WHAT YOU HAVE TO DO:
Your task is to transcribe the entries below exactly, from their first line down to the line containing "pub enum Trigger", and to stop there.

(Saved entries)
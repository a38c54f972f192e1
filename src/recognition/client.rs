use std::sync::atomic::{AtomicBool, AtomicU64, Ordering};
use std::sync::Arc;

use tokio::sync::mpsc;
use tokio::time::{Duration, Instant};
use tokio_util::sync::CancellationToken;

use super::error::RecognitionError;
use super::transport::RecognitionTransport;
use super::types::RecognitionRequest;

// Set to true to enable verbose logging in this module
const ENABLE_LOGS: bool = true;

use crate::{log_debug, log_info, log_warn};

/// Outcome of one dispatched request, tagged with what it was computed against.
#[derive(Debug, Clone)]
pub struct RecognitionEvent {
    pub document_id: String,
    pub generation: u64,
    /// Raw service body, or why there is none.
    pub outcome: Result<String, RecognitionError>,
}

#[derive(Debug, Clone, Copy, PartialEq, Eq)]
pub enum Trigger {
    /// Quiet period (re)started; the request fires if nothing else arrives.
    Scheduled,
    /// A request is already outstanding; this trigger is dropped, not queued.
    DroppedInFlight,
    /// The canvas did not change enough to be worth a request.
    Unchanged,
    ShutDown,
}

/// Clears the in-flight flag however the dispatch ends.
struct InFlightGuard(Arc<AtomicBool>);

impl Drop for InFlightGuard {
    fn drop(&mut self) {
        self.0.store(false, Ordering::Release);
    }
}

/// Debounced, single-flight recognition dispatcher for one canvas.
///
/// Must be used from within a tokio runtime. Completed requests are delivered
/// on the receiver returned by [`RecognitionClient::new`].
pub struct RecognitionClient {
    transport: Arc<dyn RecognitionTransport>,
    debounce: Duration,
    timeout: Duration,
    in_flight: Arc<AtomicBool>,
    trigger_seq: Arc<AtomicU64>,
    dispatched: Arc<AtomicU64>,
    events_tx: mpsc::UnboundedSender<RecognitionEvent>,
    cancel_token: CancellationToken,
}

impl RecognitionClient {
    pub fn new(
        transport: Arc<dyn RecognitionTransport>,
        debounce: Duration,
        timeout: Duration,
    ) -> (Self, mpsc::UnboundedReceiver<RecognitionEvent>) {
        let (events_tx, events_rx) = mpsc::unbounded_channel();
        let client = Self {
            transport,
            debounce,
            timeout,
            in_flight: Arc::new(AtomicBool::new(false)),
            trigger_seq: Arc::new(AtomicU64::new(0)),
            dispatched: Arc::new(AtomicU64::new(0)),
            events_tx,
            cancel_token: CancellationToken::new(),
        };
        (client, events_rx)
    }

    pub fn is_in_flight(&self) -> bool {
        self.in_flight.load(Ordering::Acquire)
    }

    /// Number of requests that actually went out.
    pub fn dispatched(&self) -> u64 {
        self.dispatched.load(Ordering::Relaxed)
    }

    /// Schedules `request` after the quiet period. A later trigger within the
    /// window supersedes this one.
    pub fn request_recognition(&self, request: RecognitionRequest) -> Trigger {
        self.schedule(request, self.debounce)
    }

    /// Dispatches without waiting for the quiet period.
    pub fn request_now(&self, request: RecognitionRequest) -> Trigger {
        self.schedule(request, Duration::ZERO)
    }

    /// Forgets any trigger still waiting out its quiet period. An outstanding
    /// request is left alone.
    pub fn cancel_pending(&self) {
        self.trigger_seq.fetch_add(1, Ordering::AcqRel);
    }

    pub fn shutdown(&self) {
        self.cancel_token.cancel();
        self.transport.disconnect();
    }

    fn schedule(&self, request: RecognitionRequest, delay: Duration) -> Trigger {
        if self.cancel_token.is_cancelled() {
            return Trigger::ShutDown;
        }
        if self.is_in_flight() {
            log_debug!(
                "recognition already in flight for {}; dropping trigger",
                request.document_id
            );
            return Trigger::DroppedInFlight;
        }

        let seq = self.trigger_seq.fetch_add(1, Ordering::AcqRel) + 1;
        let task = DispatchTask {
            transport: Arc::clone(&self.transport),
            timeout: self.timeout,
            in_flight: Arc::clone(&self.in_flight),
            trigger_seq: Arc::clone(&self.trigger_seq),
            dispatched: Arc::clone(&self.dispatched),
            events_tx: self.events_tx.clone(),
            cancel_token: self.cancel_token.clone(),
        };
        tokio::spawn(task.run(seq, delay, request));
        Trigger::Scheduled
    }
}

impl Drop for RecognitionClient {
    fn drop(&mut self) {
        self.cancel_token.cancel();
    }
}

struct DispatchTask {
    transport: Arc<dyn RecognitionTransport>,
    timeout: Duration,
    in_flight: Arc<AtomicBool>,
    trigger_seq: Arc<AtomicU64>,
    dispatched: Arc<AtomicU64>,
    events_tx: mpsc::UnboundedSender<RecognitionEvent>,
    cancel_token: CancellationToken,
}

impl DispatchTask {
    async fn run(self, seq: u64, delay: Duration, request: RecognitionRequest) {
        if !delay.is_zero() {
            tokio::select! {
                _ = tokio::time::sleep(delay) => {}
                _ = self.cancel_token.cancelled() => return,
            }
        }

        if self.trigger_seq.load(Ordering::Acquire) != seq {
            return;
        }
        if self
            .in_flight
            .compare_exchange(false, true, Ordering::AcqRel, Ordering::Acquire)
            .is_err()
        {
            log_debug!("recognition became busy during quiet period; dropping trigger");
            return;
        }
        let _guard = InFlightGuard(Arc::clone(&self.in_flight));
        self.dispatched.fetch_add(1, Ordering::Relaxed);

        let payload = request.payload();
        let started = Instant::now();
        log_info!(
            "recognition dispatched for {} (generation {}, {} chars)",
            request.document_id,
            request.generation,
            request.raster.as_str().len()
        );

        let reply = tokio::time::timeout(self.timeout, self.transport.recognize(&payload)).await;
        let outcome = match reply {
            Ok(result) => result,
            Err(_) => Err(RecognitionError::Timeout(self.timeout)),
        };

        match &outcome {
            Ok(body) => log_info!(
                "recognition for {} answered in {}ms ({} bytes)",
                request.document_id,
                started.elapsed().as_millis(),
                body.len()
            ),
            Err(err) => log_warn!(
                "recognition for {} failed after {}ms: {err}",
                request.document_id,
                started.elapsed().as_millis()
            ),
        }

        drop(_guard);
        let _ = self.events_tx.send(RecognitionEvent {
            document_id: request.document_id,
            generation: request.generation,
            outcome,
        });
    }
}

#[cfg(test)]
mod tests {
    use super::*;
    use crate::canvas::Raster;
    use crate::recognition::transport::TransportFuture;
    use crate::variables::VariableDictionary;
    use serde_json::Value;
    use std::sync::atomic::AtomicUsize;
    use tokio::sync::Notify;

    const DEBOUNCE: Duration = Duration::from_millis(900);
    const TIMEOUT: Duration = Duration::from_secs(10);

    #[derive(Default)]
    struct ScriptedTransport {
        calls: AtomicUsize,
        gate: Option<Arc<Notify>>,
        hang: bool,
        fail: bool,
    }

    impl RecognitionTransport for ScriptedTransport {
        fn recognize<'a>(&'a self, _payload: &'a Value) -> TransportFuture<'a> {
            Box::pin(async move {
                self.calls.fetch_add(1, Ordering::SeqCst);
                if let Some(gate) = &self.gate {
                    gate.notified().await;
                }
                if self.hang {
                    std::future::pending::<()>().await;
                }
                if self.fail {
                    return Err(RecognitionError::Transport("connection reset".into()));
                }
                Ok(r#"[{"expr":"1+1","result":2}]"#.to_string())
            })
        }
    }

    fn request(generation: u64) -> RecognitionRequest {
        RecognitionRequest {
            raster: Raster::from_encoded("data:image/png;base64,AAAA"),
            variables: VariableDictionary::empty(),
            document_id: "doc".into(),
            generation,
        }
    }

    #[tokio::test(start_paused = true)]
    async fn triggers_within_quiet_period_collapse_into_one_request() {
        let transport = Arc::new(ScriptedTransport::default());
        let (client, mut events) = RecognitionClient::new(transport.clone(), DEBOUNCE, TIMEOUT);

        assert_eq!(client.request_recognition(request(0)), Trigger::Scheduled);
        tokio::time::sleep(Duration::from_millis(300)).await;
        assert_eq!(client.request_recognition(request(0)), Trigger::Scheduled);

        let event = events.recv().await.expect("one event");
        assert!(event.outcome.is_ok());

        tokio::time::sleep(Duration::from_secs(5)).await;
        assert!(events.try_recv().is_err());
        assert_eq!(transport.calls.load(Ordering::SeqCst), 1);
        assert_eq!(client.dispatched(), 1);
    }

    #[tokio::test(start_paused = true)]
    async fn nothing_fires_before_the_quiet_period_elapses() {
        let transport = Arc::new(ScriptedTransport::default());
        let (client, _events) = RecognitionClient::new(transport.clone(), DEBOUNCE, TIMEOUT);

        client.request_recognition(request(0));
        tokio::time::sleep(Duration::from_millis(800)).await;
        assert_eq!(transport.calls.load(Ordering::SeqCst), 0);

        tokio::time::sleep(Duration::from_millis(200)).await;
        assert_eq!(transport.calls.load(Ordering::SeqCst), 1);
    }

    #[tokio::test(start_paused = true)]
    async fn triggers_while_in_flight_are_dropped() {
        let gate = Arc::new(Notify::new());
        let transport = Arc::new(ScriptedTransport {
            gate: Some(gate.clone()),
            ..Default::default()
        });
        let (client, mut events) = RecognitionClient::new(transport.clone(), DEBOUNCE, TIMEOUT);

        client.request_recognition(request(0));
        tokio::time::sleep(DEBOUNCE + Duration::from_millis(10)).await;
        assert!(client.is_in_flight());
        assert_eq!(client.request_recognition(request(0)), Trigger::DroppedInFlight);

        gate.notify_one();
        events.recv().await.expect("event").outcome.expect("success");
        assert!(!client.is_in_flight());

        assert_eq!(client.request_recognition(request(0)), Trigger::Scheduled);
        gate.notify_one();
        events.recv().await.expect("second event");
        assert_eq!(transport.calls.load(Ordering::SeqCst), 2);
    }

    #[tokio::test(start_paused = true)]
    async fn timeout_surfaces_error_and_releases_guard() {
        let transport = Arc::new(ScriptedTransport {
            hang: true,
            ..Default::default()
        });
        let (client, mut events) = RecognitionClient::new(transport, DEBOUNCE, TIMEOUT);

        client.request_recognition(request(4));
        let event = events.recv().await.expect("timeout event");
        assert_eq!(event.generation, 4);
        assert_eq!(event.outcome, Err(RecognitionError::Timeout(TIMEOUT)));
        assert!(!client.is_in_flight());
    }

    #[tokio::test(start_paused = true)]
    async fn transport_failure_is_reported_once() {
        let transport = Arc::new(ScriptedTransport {
            fail: true,
            ..Default::default()
        });
        let (client, mut events) = RecognitionClient::new(transport.clone(), DEBOUNCE, TIMEOUT);

        client.request_recognition(request(0));
        let event = events.recv().await.expect("event");
        assert!(matches!(event.outcome, Err(RecognitionError::Transport(_))));

        tokio::time::sleep(Duration::from_secs(30)).await;
        assert_eq!(transport.calls.load(Ordering::SeqCst), 1);
    }

    #[tokio::test(start_paused = true)]
    async fn cancel_pending_forgets_waiting_trigger() {
        let transport = Arc::new(ScriptedTransport::default());
        let (client, mut events) = RecognitionClient::new(transport.clone(), DEBOUNCE, TIMEOUT);

        client.request_recognition(request(0));
        client.cancel_pending();
        tokio::time::sleep(Duration::from_secs(3)).await;

        assert!(events.try_recv().is_err());
        assert_eq!(transport.calls.load(Ordering::SeqCst), 0);
    }

    #[tokio::test(start_paused = true)]
    async fn shutdown_rejects_new_triggers() {
        let transport = Arc::new(ScriptedTransport::default());
        let (client, _events) = RecognitionClient::new(transport, DEBOUNCE, TIMEOUT);
        client.shutdown();
        assert_eq!(client.request_recognition(request(0)), Trigger::ShutDown);
    }
}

OUTPUT BELOW:
repository a38c54f972f192e1
filename src/recognition/client.rs
use std::sync::atomic::{AtomicBool, AtomicU64, Ordering};
use std::sync::Arc;

use tokio::sync::mpsc;
use tokio::time::{Duration, Instant};
use tokio_util::sync::CancellationToken;

use super::error::RecognitionError;
use super::transport::RecognitionTransport;
use super::types::RecognitionRequest;

// Set to true to enable verbose logging in this module
const ENABLE_LOGS: bool = true;

use crate::{log_debug, log_info, log_warn};

/// Outcome of one dispatched request, tagged with what it was computed against.
#[derive(Debug, Clone)]
pub struct RecognitionEvent {
    pub document_id: String,
    pub generation: u64,
    /// Raw service body, or why there is none.
    pub outcome: Result<String, RecognitionError>,
}

#[derive(Debug, Clone, Copy, PartialEq, Eq)]
pub enum Trigger {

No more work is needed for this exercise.